As James Ehnes says in the newly released CD/DVD Homage: "Our finest instruments posses a perfect combination of tonal beauty, range of color, clarity, and projection. It is not uncommon to find an instrument with one or even two of these traits in abundance, but to find all of these elements in the same instrument is rare indeed."

We can duplicate the external arch shape and the thickness, but we cannot reproduce the sound. As a violin maker, I would think that there are two things we may not do it right: the modification of wood and the first coat of varnish ( the so called "ground").

 

March 4, 2009 at 10:58 PM ·

Greetings,

no really stromng opinion on this but for what it`s worth ,  the head of the violin department at RCM (just establishing he is/was top of line solosit ,  teacher etc)  did tell his studnets not to buy a violin younger than four years old as it wa difficult to tell exactly how they would turn out in the long run.   This advice,  it seems to me might be more or less relevant depending on the quality of the maker.   About this time I bought a frshly made instrument from a young British maker who was just getting established. It was a well madee,  attractive instrument that intiially sounded very resonant and powerful. Within a year it had become dull and unresponsive and couldn`t be restored to its initila promise in spite of a good deal of adjusment and experimenatation.

Cheers,

Buri

March 5, 2009 at 12:19 AM ·

Scott wrote "What do you mean the bad ones perished? They got tossed into the trash? I don't find that likely."

The bad ones were less likely to be repaired when they broke.  Over time, they became unplayable due to neglect and poor maintenance, so they were trashed, burned, rotting away in the basement, eaten by worms, etc.

March 5, 2009 at 12:07 PM ·

A luthier told me years ago that"age is a phenomenon,not a miracle". I owned a Johannes Cuypers  made in 1798.I played it constantly for over ten years but it never really improved.The violin I play now is only 84 years old but after a short breaking in period it has twice the depth,richness and "sizzle" of the  Dutch fiddle.

March 5, 2009 at 01:31 AM ·

                     Understanding 250 year old Cremona techniques has been a quest of many a good maker in violins, these days. Certainly the little ice age wood of 1700 had a lot to do with the prized sound everyone hopes to achieve in a new violin. Often over looked and not quite exactly known is the secrets of the varnish. After extensive reading on the subject, it has been assumed that three coats of clear oil varnish , were covered with three coats of reddish brown spirit varnish.  making this varnish today with old time methods is a challenge and a reward, if you figure it out. More than likely few violin makers want to give their much struggled for reciepe, out.  If you want to know how great a violin will age & sound, ask the maker what varnish techniques they used, what materials formed the base coat and upper coats. it's an aging process of 250 year old materials. Modern violinist are great players, but they dont understand how too make varnish the old; old way. Unfortunately too many varnishes have too many poly-urethanes added these days.

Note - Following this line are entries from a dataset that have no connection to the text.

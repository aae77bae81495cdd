//! Coalescing one-shot tick.

use super::{Scheduler, Task};
use std::cell::Cell;

/// At most one outstanding scheduled task at a time.
///
/// The engine calls [`start`](Self::start) liberally; only the first call
/// after the previous tick fired actually posts a task. Once stopped the tick
/// never posts again.
#[derive(Debug, Default)]
pub struct OneShot {
    pending: Cell<bool>,
    stopped: Cell<bool>,
}

impl OneShot {
    pub fn new() -> Self {
        Self::default()
    }

    /// Post `task` unless a tick is already pending or the tick was stopped.
    ///
    /// Returns `true` if a task was posted.
    pub fn start(&self, scheduler: &dyn Scheduler, task: Task) -> bool {
        if self.stopped.get() || self.pending.get() {
            return false;
        }
        self.pending.set(true);
        scheduler.post(task);
        true
    }

    /// Mark the pending tick as fired. Call this first thing inside the task.
    pub fn fired(&self) {
        self.pending.set(false);
    }

    pub fn stop(&self) {
        self.stopped.set(true);
        self.pending.set(false);
    }

    pub fn is_pending(&self) -> bool {
        self.pending.get()
    }

    pub fn is_stopped(&self) -> bool {
        self.stopped.get()
    }
}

         Those of you reading this that have tried, know what I am talking about here. The secret is  in the varnish.    regards,   Don

March 5, 2009 at 03:54 AM ·

 I do agree with Mr. Manfio that a fine violin is obvious from the beginning.  A mediocre instrument will remain mediocre as it ages and a bad one will remain consistently bad.  The good ones will perform at a clearly different level from the beginning and many of them will improve with age because continued use is definitely a contributing factor.  Playing will open up the violin and provide more potential in sound.  Like a fine wine that ages well, only a few fine wines will be entitled to such a privilege.  Aging is irrelevant to the vast majority. 

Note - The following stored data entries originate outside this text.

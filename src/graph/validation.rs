//! Structural checks run when a graph is built.

use super::violations::GraphViolation;
use super::StateGraph;
use crate::core::State;
use stillwater::validation::Validation;
use stillwater::NonEmptyVec;

/// Validate `graph`, accumulating every violation rather than stopping at the
/// first.
///
/// Checked:
/// - every trigger name is non-empty
/// - every condition state the graph mentions has at least one way out
/// - no condition state transitions straight back into itself, which would
///   recurse without bound
pub fn validate<S: State>(graph: &StateGraph<S>) -> Validation<(), NonEmptyVec<GraphViolation>> {
    let mut checks: Vec<Validation<(), NonEmptyVec<GraphViolation>>> = Vec::new();

    for transition in graph.transitions() {
        if transition.trigger.is_empty() {
            checks.push(Validation::fail(GraphViolation::EmptyTriggerName {
                state: transition.from.name().to_string(),
            }));
        }

        if transition.from.is_condition() && transition.to == transition.from {
            checks.push(Validation::fail(GraphViolation::ConditionSelfLoop {
                state: transition.from.name().to_string(),
                trigger: transition.trigger.clone(),
            }));
        }
    }

    for state in graph.states() {
        if state.is_condition() && graph.trigger_names(state).is_empty() {
            checks.push(Validation::fail(GraphViolation::ConditionWithoutTriggers {
                state: state.name().to_string(),
            }));
        }
    }

    Validation::all_vec(checks).map(|_| ())
}

#[cfg(test)]
mod tests {
    use super::*;
    use crate::builder::simple_transition;
    use crate::graph::Transition;

    crate::state_enum! {
        enum Gate {
            Shut,
            Check,
            Open,
        }
        condition: [Check]
    }

    fn graph(transitions: Vec<Transition<Gate>>) -> StateGraph<Gate> {
        StateGraph::new(transitions, Vec::new(), Vec::new())
    }

    #[test]
    fn well_formed_graph_passes() {
        let graph = graph(vec![
            simple_transition(Gate::Shut, "Push", Gate::Check),
            simple_transition(Gate::Check, "Unlocked", Gate::Open),
        ]);

        assert!(validate(&graph).is_success());
    }

    #[test]
    fn violations_accumulate() {
        let graph = graph(vec![
            simple_transition(Gate::Shut, "", Gate::Check),
            simple_transition(Gate::Open, "Close", Gate::Shut),
        ]);

        match validate(&graph) {
            Validation::Failure(errors) => {
                assert_eq!(errors.len(), 2);
                assert!(errors
                    .iter()
                    .any(|e| matches!(e, GraphViolation::EmptyTriggerName { .. })));
                assert!(errors.iter().any(|e| matches!(
                    e,
                    GraphViolation::ConditionWithoutTriggers { state } if state == "Check"
                )));
            }
            Validation::Success(_) => panic!("Expected violations, got success"),
        }
    }

    #[test]
    fn condition_self_loop_is_rejected() {
        let graph = graph(vec![
            simple_transition(Gate::Shut, "Push", Gate::Check),
            simple_transition(Gate::Check, "Again", Gate::Check),
        ]);

        let result = validate(&graph);
        assert!(result.is_failure());
        if let Validation::Failure(errors) = result {
            assert!(errors
                .iter()
                .any(|e| matches!(e, GraphViolation::ConditionSelfLoop { .. })));
        }
    }
}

Whether all of Stradivari's known violins have improved with age would be a real stretch since there are Strads that are simply ok but not mindblowing.  Howver, I do beleive that there is merit to the Hill's theory but with some limitations.

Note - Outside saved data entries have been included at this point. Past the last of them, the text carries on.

//! Runtime options for a machine.

use serde::{Deserialize, Serialize};

/// Tunables a host may set when building a machine.
///
/// Missing fields fall back to their defaults when deserialized, so a host can
/// keep a partial options block in its own configuration file.
///
/// ```rust
/// use statehost::machine::MachineOptions;
///
/// let options: MachineOptions = serde_json::from_str(r#"{ "name": "checkout" }"#).unwrap();
/// assert_eq!(options.name, "checkout");
/// assert!(!options.pump_on_enqueue);
/// assert_eq!(options.history_limit, MachineOptions::DEFAULT_HISTORY_LIMIT);
/// ```
#[derive(Debug, Clone, PartialEq, Eq, Serialize, Deserialize)]
#[serde(default)]
pub struct MachineOptions {
    /// Name used in logs.
    pub name: String,

    /// Pump the scheduler synchronously after every enqueue.
    ///
    /// Mirrors hosts whose dispatch step drains pending callbacks before
    /// returning. Pending ticks may then run inside the caller's stack, which
    /// is why the trigger queue refuses to run while a guard is evaluating.
    pub pump_on_enqueue: bool,

    /// Committed transitions kept in the machine's history. Zero disables it.
    pub history_limit: usize,
}

impl MachineOptions {
    pub const DEFAULT_NAME: &'static str = "unnamed";
    pub const DEFAULT_HISTORY_LIMIT: usize = 64;
}

impl Default for MachineOptions {
    fn default() -> Self {
        Self {
            name: Self::DEFAULT_NAME.to_string(),
            pump_on_enqueue: false,
            history_limit: Self::DEFAULT_HISTORY_LIMIT,
        }
    }
}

March 5, 2009 at 01:20 PM ·

>>>If you want to know how great a violin will age & sound, ask the maker what varnish techniques they used, what materials formed the base coat and upper coats. it's an aging process of 250 year old materials. Modern violinist are great players, but they dont understand how too make varnish the old; old way. Unfortunately too many varnishes have too many poly-urethanes added these days.<<<

I'm wondering what data you base your opinions on.  Can you name any maker of performance grade violins that you know use polyurethane varnish?  I certainly don't know of any.  In general they seem to prefer very thin, flexible coatings.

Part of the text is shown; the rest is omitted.